El discurso ético (Relato con música VIII)

El dinero corrompe. Sobre todo al que no lo tiene.

Hay gente que piensa en su pasado y cree que se sentía mejor cuando era más pobre, gente que va a los supermercados en busca de productos tristes, con envoltorios feos, de mala calidad o poco conocidos, tratando de hacer justicia mercantil a los débiles de la estantería.

A mí, eso, la verdad, me parecen restos de una póliza de seguros.

Antes de que me tocara la primitiva yo también creía en la honradez de la miseria, pero ya me explicó mi sicólogo que eso es sólo una afirmación del propio estado, y como ese estado ha ido a mejor, no voy a ser tan tonto como para mantener la afirmación de algo que no existe.

Los hay que lo hacen, por si vuelven a ser pobres.
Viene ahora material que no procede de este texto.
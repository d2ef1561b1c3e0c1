/*
 * This Source Code Form is subject to the terms of the Mozilla Public
 * License, v. 2.0. If a copy of the MPL was not distributed with this
 * file, You can obtain one at https://mozilla.org/MPL/2.0/.
 */

use crate::geo::*;
use crate::error::*;

///
/// An affine transformation in the PostScript convention
///
/// A point `(x, y)` maps to `(x*xx + y*yx + tx, x*xy + y*yy + ty)`.
///
#[derive(Copy, Clone, PartialEq, Debug)]
#[cfg_attr(feature = "serialize", derive(Serialize, Deserialize))]
pub struct Matrix {
    pub xx: f64,
    pub xy: f64,
    pub yx: f64,
    pub yy: f64,
    pub tx: f64,
    pub ty: f64,
}

impl Default for Matrix {
    fn default() -> Matrix {
        Matrix::identity()
    }
}

///
/// Returns the sine and cosine of an angle in degrees, exactly when the angle is a multiple of 90
///
pub fn sin_cos_degrees(degrees: f64) -> (f64, f64) {
    let quarter = degrees / 90.0;

    if quarter.floor() == quarter && quarter.is_finite() {
        match (quarter as i64).rem_euclid(4) {
            0 => (0.0, 1.0),
            1 => (1.0, 0.0),
            2 => (0.0, -1.0),
            _ => (-1.0, 0.0),
        }
    } else {
        degrees.to_radians().sin_cos()
    }
}

impl Matrix {
    #[inline]
    pub const fn identity() -> Matrix {
        Matrix { xx: 1.0, xy: 0.0, yx: 0.0, yy: 1.0, tx: 0.0, ty: 0.0 }
    }

    #[inline]
    pub const fn translation(dx: f64, dy: f64) -> Matrix {
        Matrix { xx: 1.0, xy: 0.0, yx: 0.0, yy: 1.0, tx: dx, ty: dy }
    }

    #[inline]
    pub const fn scaling(sx: f64, sy: f64) -> Matrix {
        Matrix { xx: sx, xy: 0.0, yx: 0.0, yy: sy, tx: 0.0, ty: 0.0 }
    }

    ///
    /// A rotation counter-clockwise by an angle in degrees
    ///
    pub fn rotation(degrees: f64) -> Matrix {
        let (sin, cos) = sin_cos_degrees(degrees);

        Matrix { xx: cos, xy: sin, yx: -sin, yy: cos, tx: 0.0, ty: 0.0 }
    }

    /// True if the matrix has no rotation or skew component (`xy` and `yx` are both zero)
    #[inline]
    pub fn is_xxyy(&self) -> bool {
        self.xy == 0.0 && self.yx == 0.0
    }

    /// True if the matrix swaps the axes (`xx` and `yy` are both zero)
    #[inline]
    pub fn is_xyyx(&self) -> bool {
        self.xx == 0.0 && self.yy == 0.0
    }

    #[inline]
    pub fn determinant(&self) -> f64 {
        self.xx * self.yy - self.xy * self.yx
    }

    ///
    /// True if this matrix flips the orientation of the plane
    ///
    #[inline]
    pub fn is_reflected(&self) -> bool {
        self.xy * self.yx > self.xx * self.yy
    }

    ///
    /// Returns the matrix that applies this transform followed by `then`
    ///
    pub fn multiply(&self, then: &Matrix) -> Matrix {
        let (m1, m2) = (self, then);

        if m1.is_xxyy() && m2.is_xxyy() {
            Matrix {
                xx: m1.xx * m2.xx,
                xy: 0.0,
                yx: 0.0,
                yy: m1.yy * m2.yy,
                tx: m1.tx * m2.xx + m2.tx,
                ty: m1.ty * m2.yy + m2.ty,
            }
        } else {
            Matrix {
                xx: m1.xx * m2.xx + m1.xy * m2.yx,
                xy: m1.xx * m2.xy + m1.xy * m2.yy,
                yx: m1.yx * m2.xx + m1.yy * m2.yx,
                yy: m1.yx * m2.xy + m1.yy * m2.yy,
                tx: m1.tx * m2.xx + m1.ty * m2.yx + m2.tx,
                ty: m1.tx * m2.xy + m1.ty * m2.yy + m2.ty,
            }
        }
    }

    ///
    /// Returns the inverse of this matrix, or `UndefinedResult` if it is singular
    ///
    pub fn invert(&self) -> Result<Matrix, GeometryError> {
        if self.is_xxyy() {
            if self.xx == 0.0 || self.yy == 0.0 {
                return Err(GeometryError::UndefinedResult);
            }

            Ok(Matrix {
                xx: 1.0 / self.xx,
                xy: 0.0,
                yx: 0.0,
                yy: 1.0 / self.yy,
                tx: -self.tx / self.xx,
                ty: -self.ty / self.yy,
            })
        } else {
            let det = self.determinant();
            if det == 0.0 || !det.is_finite() {
                return Err(GeometryError::UndefinedResult);
            }

            let xx = self.yy / det;
            let xy = -self.xy / det;
            let yx = -self.yx / det;
            let yy = self.xx / det;

            Ok(Matrix {
                xx, xy, yx, yy,
                tx: -(self.tx * xx + self.ty * yx),
                ty: -(self.tx * xy + self.ty * yy),
            })
        }
    }

    ///
    /// Moves the origin of this matrix by a distance in its own (untransformed) coordinates
    ///
    pub fn translate(&self, dx: f64, dy: f64) -> Matrix {
        let delta = self.transform_distance(Coord2(dx, dy));

        Matrix { tx: self.tx + delta.0, ty: self.ty + delta.1, ..*self }
    }

    pub fn scale(&self, sx: f64, sy: f64) -> Matrix {
        Matrix {
            xx: self.xx * sx,
            xy: self.xy * sx,
            yx: self.yx * sy,
            yy: self.yy * sy,
            ..*self
        }
    }

    pub fn rotate(&self, degrees: f64) -> Matrix {
        let (sin, cos) = sin_cos_degrees(degrees);

        Matrix {
            xx: cos * self.xx + sin * self.yx,
            xy: cos * self.xy + sin * self.yy,
            yx: cos * self.yx - sin * self.xx,
            yy: cos * self.yy - sin * self.xy,
            ..*self
        }
    }

    #[inline]
    pub fn transform_point(&self, point: Coord2) -> Coord2 {
        let Coord2(x, y) = point;
        Coord2(x * self.xx + y * self.yx + self.tx, x * self.xy + y * self.yy + self.ty)
    }

    ///
    /// Transforms a distance (ignoring the translation)
    ///
    #[inline]
    pub fn transform_distance(&self, distance: Coord2) -> Coord2 {
        let Coord2(dx, dy) = distance;
        Coord2(dx * self.xx + dy * self.yx, dx * self.xy + dy * self.yy)
    }

    pub fn inverse_transform_point(&self, point: Coord2) -> Result<Coord2, GeometryError> {
        let Coord2(x, y) = point;

        if self.is_xxyy() {
            if self.xx == 0.0 || self.yy == 0.0 {
                return Err(GeometryError::UndefinedResult);
            }
            Ok(Coord2((x - self.tx) / self.xx, (y - self.ty) / self.yy))
        } else if self.is_xyyx() {
            if self.xy == 0.0 || self.yx == 0.0 {
                return Err(GeometryError::UndefinedResult);
            }
            Ok(Coord2((y - self.ty) / self.xy, (x - self.tx) / self.yx))
        } else {
            Ok(self.invert()?.transform_point(point))
        }
    }

    pub fn inverse_transform_distance(&self, distance: Coord2) -> Result<Coord2, GeometryError> {
        let Coord2(dx, dy) = distance;

        if self.is_xxyy() {
            if self.xx == 0.0 || self.yy == 0.0 {
                return Err(GeometryError::UndefinedResult);
            }
            Ok(Coord2(dx / self.xx, dy / self.yy))
        } else if self.is_xyyx() {
            if self.xy == 0.0 || self.yx == 0.0 {
                return Err(GeometryError::UndefinedResult);
            }
            Ok(Coord2(dy / self.xy, dx / self.yx))
        } else {
            let det = self.determinant();
            if det == 0.0 {
                return Err(GeometryError::UndefinedResult);
            }
            Ok(Coord2((dx * self.yy - dy * self.yx) / det, (dy * self.xx - dx * self.xy) / det))
        }
    }

    ///
    /// Transforms a bounding box, returning the box that encloses all four transformed corners
    ///
    pub fn transform_bbox(&self, min: Coord2, max: Coord2) -> (Coord2, Coord2) {
        let corners = [
            self.transform_point(Coord2(min.0, min.1)),
            self.transform_point(Coord2(max.0, min.1)),
            self.transform_point(Coord2(min.0, max.1)),
            self.transform_point(Coord2(max.0, max.1)),
        ];

        corners[1..].iter().fold((corners[0], corners[0]), |(lo, hi), c| {
            (Coord2(lo.0.min(c.0), lo.1.min(c.1)), Coord2(hi.0.max(c.0), hi.1.max(c.1)))
        })
    }
}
Son los que dan limosna a la puerta de las iglesias porque se imaginan en el lugar del mendigo, porque creen que en el fondo también hay en ellos una pizca de ganas de mandarlo todo a hacer puñetas (mangas de toga) y vivir de dar pena a los demás.

Yo creo que a mí me tocó la primitiva por eso, porque nunca me vi pobre. ¿Superstición?, puede ser. ¿Fruslería satisfecha? Pues a lo mejor, pero a mí me tocó la primitiva porque me comportaba como un rico, vivía como un rico, pensaba como un rico. Y al final, la naturaleza, que es poco aficionada a cosas que no encajen, me hizo rico para que dejara de ser una incongruencia.

La naturaleza es así, amigos. Tiende a convertir las caretas en rostros y las aspiraciones en realidades. Si eres pobre y además lo llevas a gala, serás pobre toda tu vida. Si en cambio defiendes los intereses de los ricos, y te sientes uno de ellos aunque no tengas ni perro que te muerda, entonces a la larga acabarás podrido de millones.

Este no es el efecto mariposa, ni el efecto cucaracha, ni el efecto Tuntankhamon siquiera. Es sólo cuestión de encaje. De que todo encaje.

—Sí, vale, pero tenías que haber sellado el boleto —respondió su compañero de celda.